Il 2 dicembre 1972 su “Il Giorno” compare un articolo a firma Giorgio Amendola. Argomento: il carattere laico del PCI. Si parte da una visione rigorosamente laica dello stato, si fa tutto il giro e si va direttamente all’imperativo categorico della laicità del partito… senza passare dal via. E’ il percorso obbligato dell’uomo libero… nel senso dell’uomo che conosce, che sceglie, che rifiuta. A marcia indietro si percorre la via dell’integralismo: ogni cazzo di momento della vita finisce per essere controllato da un perfetto sconosciuto, che lo puoi chiamare chiesa oppure patria oppure partito, lo puoi chiamare come ti pare fatto sta che ti controlla dall’esterno, lo sconosciuto. Amendola fa esempi molto concreti. Amendola parla di integralismo islamico, di integralismo cattolico, integralismo israelitico… perfino di integralismo socialista.
Contro l’integralismo, anche quello socialista, deve levarsi la libertà di coscienza dell’individuo. Anzi, proprio il movimento socialista dovrebbe darsi una svegliata e riconoscere in essa, nella libertà di coscienza, il nucleo fondante della lotta per l’emancipazione dei lavoratori. E dovrebbe anche iniziare a fare i conti con una certa visione del partito rivoluzionario, dogmatica a dir poco, che se ne fotte dei limiti della disciplina politica ed impone schemi ideologici ad ogni sfera del pensiero e dell’azione, in campo religioso, culturale, artistico, filosofico.
Nel 1972, scrive Amendola, il movimento operaio è ancora pieno di compagni che guardano al socialismo e al partito come ad una fede, di più, come ad una chiesa. Ora, è vero che nessun comunista dovrebbe ignorare il nesso che lega la politica alla cultura, alla filosofia, all’arte e alla stessa religione. Ma è anche vero che la sua libera coscienza dovrebbe accorgersi dell’esistenza di questo benedetto nesso e giocare il ruolo di arbitro fra esperienza individuale e programma di partito.

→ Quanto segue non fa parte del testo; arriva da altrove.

// Scan orchestration: turns CLI options into a configured crawler run.

use sitevet_scanner::crawler::ProgressCallback;
use sitevet_scanner::result::ScanOutcome;
use sitevet_scanner::Crawler;
use tracing::info;

/// Options for configuring a scan
pub struct ScanOptions {
    pub url: String,
    pub max_depth: usize,
    pub max_urls: Option<usize>,
    pub timeout_secs: u64,
}

impl Default for ScanOptions {
    fn default() -> Self {
        Self {
            url: String::new(),
            max_depth: 2,
            max_urls: None,
            timeout_secs: 5,
        }
    }
}

/// Coerce a bare host name into an https URL. Anything already carrying a
/// scheme is passed through untouched.
pub fn normalize_target(target: &str) -> String {
    if target.starts_with("http://") || target.starts_with("https://") {
        target.to_string()
    } else {
        format!("https://{}", target)
    }
}

/// Execute a crawl-and-detect run with the given options.
pub async fn execute_scan(
    options: ScanOptions,
    progress_callback: Option<ProgressCallback>,
) -> Result<ScanOutcome, String> {
    let target = normalize_target(&options.url);
    info!("Scanning {}", target);

    let mut crawler = Crawler::with_timeout(options.timeout_secs).with_max_depth(options.max_depth);

    if let Some(cap) = options.max_urls {
        crawler = crawler.with_max_urls(cap);
    }
    if let Some(callback) = progress_callback {
        crawler = crawler.with_progress_callback(callback);
    }

    crawler
        .crawl(&target)
        .await
        .map_err(|e| format!("Failed to scan {}: {}", target, e))
}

Queste cose le dico perché due settimane fa alla trasmissione di Fazio “Che tempo che fa” c’era Veltroni, sindaco di Roma, ipotetico futuro presidente dell’ipotetico futuro partito democratico – che era lì per presentare il suo ultimo libro La scoperta dell’alba che – diceva lo stesso Veltroni – è un grande atto d’amore nei confronti di questa cosa straordinaria che è la vita.
Il presidente putativo del futuro partito democratico, rispondendo alle domande di Fazio, ha iniziato a parlare della festa del cinema di Roma, di questa cosa straordinaria che è davvero una grande festa e, naturalmente, un atto d’amore nei confronti del cinema. Sostanzialmente non ha detto altro, né di letteratura né, tantomeno, di cinema… per non parlare di politica. In tal modo, certo, il sindaco di Roma ha girato alla larga dall’accusa di integralismo socialista (e comunque avrebbe maggior fondamento quella di integralismo cattolico), però viene il dubbio che al posto della sua libera coscienza si sia insediato un commissario prefettizio.

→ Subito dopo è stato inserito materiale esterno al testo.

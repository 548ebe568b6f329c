// Report generation from collected scan results.

use serde::{Deserialize, Serialize};
use sitevet_scanner::result::{Finding, FormDescriptor, IntruderEntry, RepeaterEntry, ScanOutcome};
use std::fs::File;
use std::io::Write;
use std::path::Path;

#[derive(Debug, Clone, Serialize, Deserialize)]
pub enum ReportFormat {
    Markdown,
    Json,
}

impl ReportFormat {
    pub fn from_str(s: &str) -> Option<Self> {
        match s.to_lowercase().as_str() {
            "markdown" | "md" => Some(ReportFormat::Markdown),
            "json" => Some(ReportFormat::Json),
            _ => None,
        }
    }
}

#[derive(Debug, Clone, Serialize, Deserialize)]
pub struct ReportData {
    pub target: String,
    pub generated_at: String,
    pub pages_visited: usize,
    pub findings: Vec<Finding>,
    pub forms: Vec<FormDescriptor>,
    pub intruder: Vec<IntruderEntry>,
    pub repeater: Vec<RepeaterEntry>,
}

impl ReportData {
    pub fn new(target: &str, outcome: ScanOutcome) -> Self {
        Self {
            target: target.to_string(),
            generated_at: chrono::Utc::now().format("%Y-%m-%d %H:%M:%S").to_string(),
            pages_visited: outcome.pages_visited,
            findings: outcome.findings,
            forms: outcome.forms,
            intruder: Vec::new(),
            repeater: Vec::new(),
        }
    }

    pub fn with_intruder(mut self, entries: Vec<IntruderEntry>) -> Self {
        self.intruder = entries;
        self
    }

    pub fn with_repeater(mut self, entries: Vec<RepeaterEntry>) -> Self {
        self.repeater = entries;
        self
    }

    pub fn total_issues(&self) -> usize {
        self.findings.iter().map(|f| f.issue_count()).sum()
    }
}

pub fn generate_report(data: &ReportData, format: &ReportFormat) -> Result<String, String> {
    match format {
        ReportFormat::Markdown => Ok(generate_markdown_report(data)),
        ReportFormat::Json => generate_json_report(data).map_err(|e| e.to_string()),
    }
}

pub fn generate_markdown_report(data: &ReportData) -> String {
    let mut report = String::new();

    report.push_str("# sitevet Report\n\n");
    report.push_str(&format!("Target: {}\n", data.target));
    report.push_str(&format!("Date: {}\n", data.generated_at));
    report.push_str(&format!("Pages scanned: {}\n\n", data.pages_visited));

    report.push_str("## Vulnerabilities\n");
    for finding in &data.findings {
        report.push_str(&format!("### URL: {}\n", finding.url));
        push_issue_group(&mut report, "Header Issues", &finding.header_issues);
        push_issue_group(&mut report, "XSS Issues", &finding.xss_issues);
        push_issue_group(&mut report, "SQLi Issues", &finding.sqli_issues);
        push_issue_group(&mut report, "Redirect Issues", &finding.redirect_issues);
        report.push('\n');
    }

    report.push_str("## Forms Found\n");
    for form in &data.forms {
        report.push_str(&format!("- **URL**: {}\n", form.url));
        report.push_str(&format!("  - Action: {}\n", form.action));
        report.push_str(&format!("  - Method: {}\n", form.method));
        report.push_str(&format!("  - Inputs: {}\n", form.inputs.join(", ")));
    }
    report.push('\n');

    if !data.intruder.is_empty() {
        report.push_str("## Intruder Results\n");
        for entry in &data.intruder {
            report.push_str(&format!("- Payload: {}\n", entry.payload));
            report.push_str(&format!("  - Issues: {}\n", entry.issues.join(", ")));
        }
        report.push('\n');
    }

    if !data.repeater.is_empty() {
        report.push_str("## Repeater Results\n");
        for entry in &data.repeater {
            report.push_str(&format!(
                "- Iteration {}: Status {}, Length {}\n",
                entry.iteration, entry.status, entry.length
            ));
            if !entry.issues.is_empty() {
                report.push_str(&format!("  - Issues: {}\n", entry.issues.join(", ")));
            }
        }
        report.push('\n');
    }

    report
}

pub fn generate_json_report(data: &ReportData) -> Result<String, serde_json::Error> {
    let json_report = serde_json::json!({
        "report": {
            "metadata": {
                "generator": "sitevet",
                "version": env!("CARGO_PKG_VERSION"),
                "generated_at": chrono::Utc::now().to_rfc3339(),
                "format": "json",
                "disclaimer": "For authorized security testing only"
            },
            "target": data.target,
            "summary": {
                "pages_visited": data.pages_visited,
                "vulnerable_urls": data.findings.len(),
                "total_issues": data.total_issues(),
                "forms_found": data.forms.len()
            },
            "vulnerabilities": data.findings,
            "forms": data.forms,
            "intruder": data.intruder,
            "repeater": data.repeater
        }
    });

    serde_json::to_string_pretty(&json_report)
}

pub fn save_report(content: &str, path: &Path) -> std::io::Result<()> {
    let mut file = File::create(path)?;
    file.write_all(content.as_bytes())?;
    Ok(())
}

fn push_issue_group(report: &mut String, label: &str, issues: &[String]) {
    if issues.is_empty() {
        return;
    }
    report.push_str(&format!("- **{}**:\n  - {}\n", label, issues.join("\n  - ")));
}
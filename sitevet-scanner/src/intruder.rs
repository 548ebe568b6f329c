// Single-parameter payload fuzzer. Rewrites one query parameter per payload
// and reruns the XSS and SQL detectors against each response.

use crate::detect;
use crate::error::{Result, ScanError};
use crate::response::PageResponse;
use crate::result::IntruderEntry;
use reqwest::Client;
use tracing::{info, warn};
use url::Url;

/// Script-tag XSS probe, boolean SQLi probe, off-site redirect probe.
pub fn default_payloads() -> Vec<String> {
    vec![
        "<script>alert(1)</script>".to_string(),
        "' OR 1=1 --".to_string(),
        "http://evil.com".to_string(),
    ]
}

/// Fuzz `param` on `url` with each payload in order.
///
/// An entry is recorded only for payloads whose response tripped the XSS or
/// SQL detectors. A transport failure abandons that payload and moves on.
pub async fn run_intruder(
    client: &Client,
    url: &str,
    param: &str,
    payloads: &[String],
) -> Result<Vec<IntruderEntry>> {
    info!("Fuzzing {} with param {}", url, param);

    let mut entries = Vec::new();

    for payload in payloads {
        let fuzzed_url = build_fuzzed_url(url, param, payload)?;

        let response = match client.get(&fuzzed_url).send().await {
            Ok(response) => response,
            Err(e) => {
                warn!("Error fuzzing {}: {}", fuzzed_url, e);
                continue;
            }
        };

        let page = match PageResponse::read(&fuzzed_url, response).await {
            Ok(page) => page,
            Err(e) => {
                warn!("Error reading body of {}: {}", fuzzed_url, e);
                continue;
            }
        };

        let mut issues = detect::check_reflected_xss(&fuzzed_url, &page);
        issues.extend(detect::check_sql_errors(&page));

        if !issues.is_empty() {
            info!("Intruder found issues with payload {}", payload);
            entries.push(IntruderEntry {
                payload: payload.clone(),
                issues,
            });
        }
    }

    Ok(entries)
}

/// Rewrite the URL's query with `param` set to `payload`.
///
/// Existing parameters keep their first-seen order; a duplicated key keeps
/// its last value. Values are percent-encoded on reserialization, so
/// detection of an injected payload relies on response-side patterns rather
/// than spotting the literal payload in the fuzzed URL.
pub fn build_fuzzed_url(url: &str, param: &str, payload: &str) -> Result<String> {
    let mut parsed =
        Url::parse(url).map_err(|e| ScanError::InvalidUrl(format!("{}: {}", url, e)))?;

    let mut params: Vec<(String, String)> = Vec::new();
    for (key, value) in parsed.query_pairs() {
        match params.iter_mut().find(|(k, _)| *k == key) {
            Some(entry) => entry.1 = value.into_owned(),
            None => params.push((key.into_owned(), value.into_owned())),
        }
    }

    match params.iter_mut().find(|(k, _)| k == param) {
        Some(entry) => entry.1 = payload.to_string(),
        None => params.push((param.to_string(), payload.to_string())),
    }

    parsed.set_query(None);
    parsed.query_pairs_mut().extend_pairs(&params);

    Ok(parsed.to_string())
}
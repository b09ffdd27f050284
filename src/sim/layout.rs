//! Arena layout: brick grid placement, row colors, paddle start
//!
//! Deterministic given the config; the only randomness is the color of rows
//! past the tenth.

use glam::Vec2;
use rand::Rng;

use super::geometry::Rect;
use super::state::{Brick, Color};
use crate::config::GameConfig;

/// X coordinate of the first brick in a row.
///
/// Any space left over after `count` bricks and their separators is split
/// evenly on both sides; a row that fills or overflows the arena starts at 0.
pub fn brick_row_origin(arena_width: f32, brick_width: f32, count: u32, sep: f32) -> f32 {
    let n = count as f32;
    let row_width = n * brick_width + (n - 1.0).max(0.0) * sep;
    let remaining = arena_width - row_width;
    if remaining > 0.0 { remaining / 2.0 } else { 0.0 }
}

/// Color of a brick row (1-based, counted from the top).
///
/// Rows come in pairs: red, orange, yellow, green, cyan. Anything past row 10
/// gets a random color.
pub fn row_color<R: Rng + ?Sized>(row: u32, rng: &mut R) -> Color {
    match row {
        1 | 2 => Color::Red,
        3 | 4 => Color::Orange,
        5 | 6 => Color::Yellow,
        7 | 8 => Color::Green,
        9 | 10 => Color::Cyan,
        _ => Color::Rgb(rng.random(), rng.random(), rng.random()),
    }
}

/// Lay out the full brick grid, top row first, row-major.
pub fn build_brick_grid<R: Rng + ?Sized>(config: &GameConfig, rng: &mut R) -> Vec<Brick> {
    let x0 = brick_row_origin(
        config.arena_width,
        config.brick_width,
        config.bricks_per_row,
        config.brick_sep,
    );
    let mut bricks = Vec::with_capacity((config.brick_rows * config.bricks_per_row) as usize);

    let mut y = config.brick_y_offset;
    for row in 1..=config.brick_rows {
        let color = row_color(row, rng);
        let mut x = x0;
        for _ in 0..config.bricks_per_row {
            bricks.push(Brick {
                rect: Rect::new(x, y, config.brick_width, config.brick_height),
                color,
                alive: true,
            });
            x += config.brick_width + config.brick_sep;
        }
        y += config.brick_height + config.brick_sep;
    }

    bricks
}

/// Top-left of the paddle at the start of a turn: horizontally centred,
/// `y_offset` up from the bottom edge.
pub fn initial_paddle_position(
    arena_width: f32,
    arena_height: f32,
    paddle_width: f32,
    y_offset: f32,
) -> Vec2 {
    Vec2::new(arena_width / 2.0 - paddle_width / 2.0, arena_height - y_offset)
}
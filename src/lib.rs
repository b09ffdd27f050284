//! Breakout - A classic brick-breaking arcade game
//!
//! Core modules:
//! - `sim`: Deterministic simulation (geometry, layout, collisions, ticks)
//! - `game`: Turn/game controller and the paced tick driver
//! - `render`: Drawing surface the controller reports into
//! - `config`: Data-driven arena and physics settings

pub mod config;
pub mod error;
pub mod game;
pub mod render;
pub mod sim;

pub use config::GameConfig;
pub use error::ConfigError;
pub use game::{Game, GamePhase, GameReport};

/// Reference game constants (defaults for [`GameConfig`])
pub mod consts {
    /// Arena dimensions
    pub const ARENA_WIDTH: f32 = 400.0;
    pub const ARENA_HEIGHT: f32 = 600.0;

    /// Paddle defaults
    pub const PADDLE_WIDTH: f32 = 60.0;
    pub const PADDLE_HEIGHT: f32 = 10.0;
    /// Offset of the paddle's top edge up from the bottom
    pub const PADDLE_Y_OFFSET: f32 = 30.0;

    /// Brick grid defaults
    pub const NBRICKS_PER_ROW: u32 = 10;
    pub const NBRICK_ROWS: u32 = 10;
    pub const BRICK_SEP: f32 = 4.0;
    /// (ARENA_WIDTH - (NBRICKS_PER_ROW - 1) * BRICK_SEP) / NBRICKS_PER_ROW, truncated
    pub const BRICK_WIDTH: f32 = 36.0;
    pub const BRICK_HEIGHT: f32 = 8.0;
    /// Offset of the top brick row from the top
    pub const BRICK_Y_OFFSET: f32 = 70.0;

    /// Ball defaults
    pub const BALL_RADIUS: f32 = 10.0;
    /// Horizontal speed magnitude range (units/tick)
    pub const BALL_VX_MIN: f32 = 1.0;
    pub const BALL_VX_MAX: f32 = 3.0;
    /// Initial downward speed (units/tick)
    pub const BALL_VY: f32 = 3.0;

    /// Number of turns (lives)
    pub const NTURNS: u32 = 3;

    /// Pause between ticks (~24 updates per second)
    pub const TICK_MILLIS: u64 = 42;
}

Domenica scorsa, sempre ospite di Fazio, c’era invece Ingrao. Quando ho acceso il televisore stava raccontando con trasporto una delle migliori sequenze di “Luci della città” di Chaplin e suggerendo a Fazio di aprire le puntate successive con quella stessa sequenza. Poi, verso la fine dell’intervista, ispirato da chissà quale demone integralista, il primo ha chiesto al secondo: sente ancora di essere comunista? cosa vuol dire oggi essere comunista? Senza un attimo di esitazione Ingrao ha giurato di essere ancora comunista e spiegato che questo, semplicemente, vuol dire essere dalla parte del più debole, cioè dalla parte del proletariato. Pare infatti che anche oggi sopravviva un proletariato e che sia tuttora collocato sotto le suole di un padronato violento e corrotto.
Adesso io mi domando cosa avrebbe risposto alla stessa domanda il supposto grande leader dell’ipotetico partito democratico. E mi dico che non lo saprò mai visto che Fazio, non a torto per la verità, ha invitato il sindaco di Roma a parlare del suo libro e di questa cosa straordinaria che è la vita. E non ha ritenuto di chiedere altro. Non gli è nemmeno passato per l’anticamera del cervello di fare una domanda sul comunismo e su questa cosa straordinaria che è il proletariato di oggi.
Si spera che il pubblico di “Che tempo che fa” sia l’uomo libero di cui parla Amendola, quello che conosce, che sceglie, che rifiuta. Così forse ci risparmieremo il futuro grande partito democratico. I libri di Veltroni, invece, ce li dobbiamo tenere.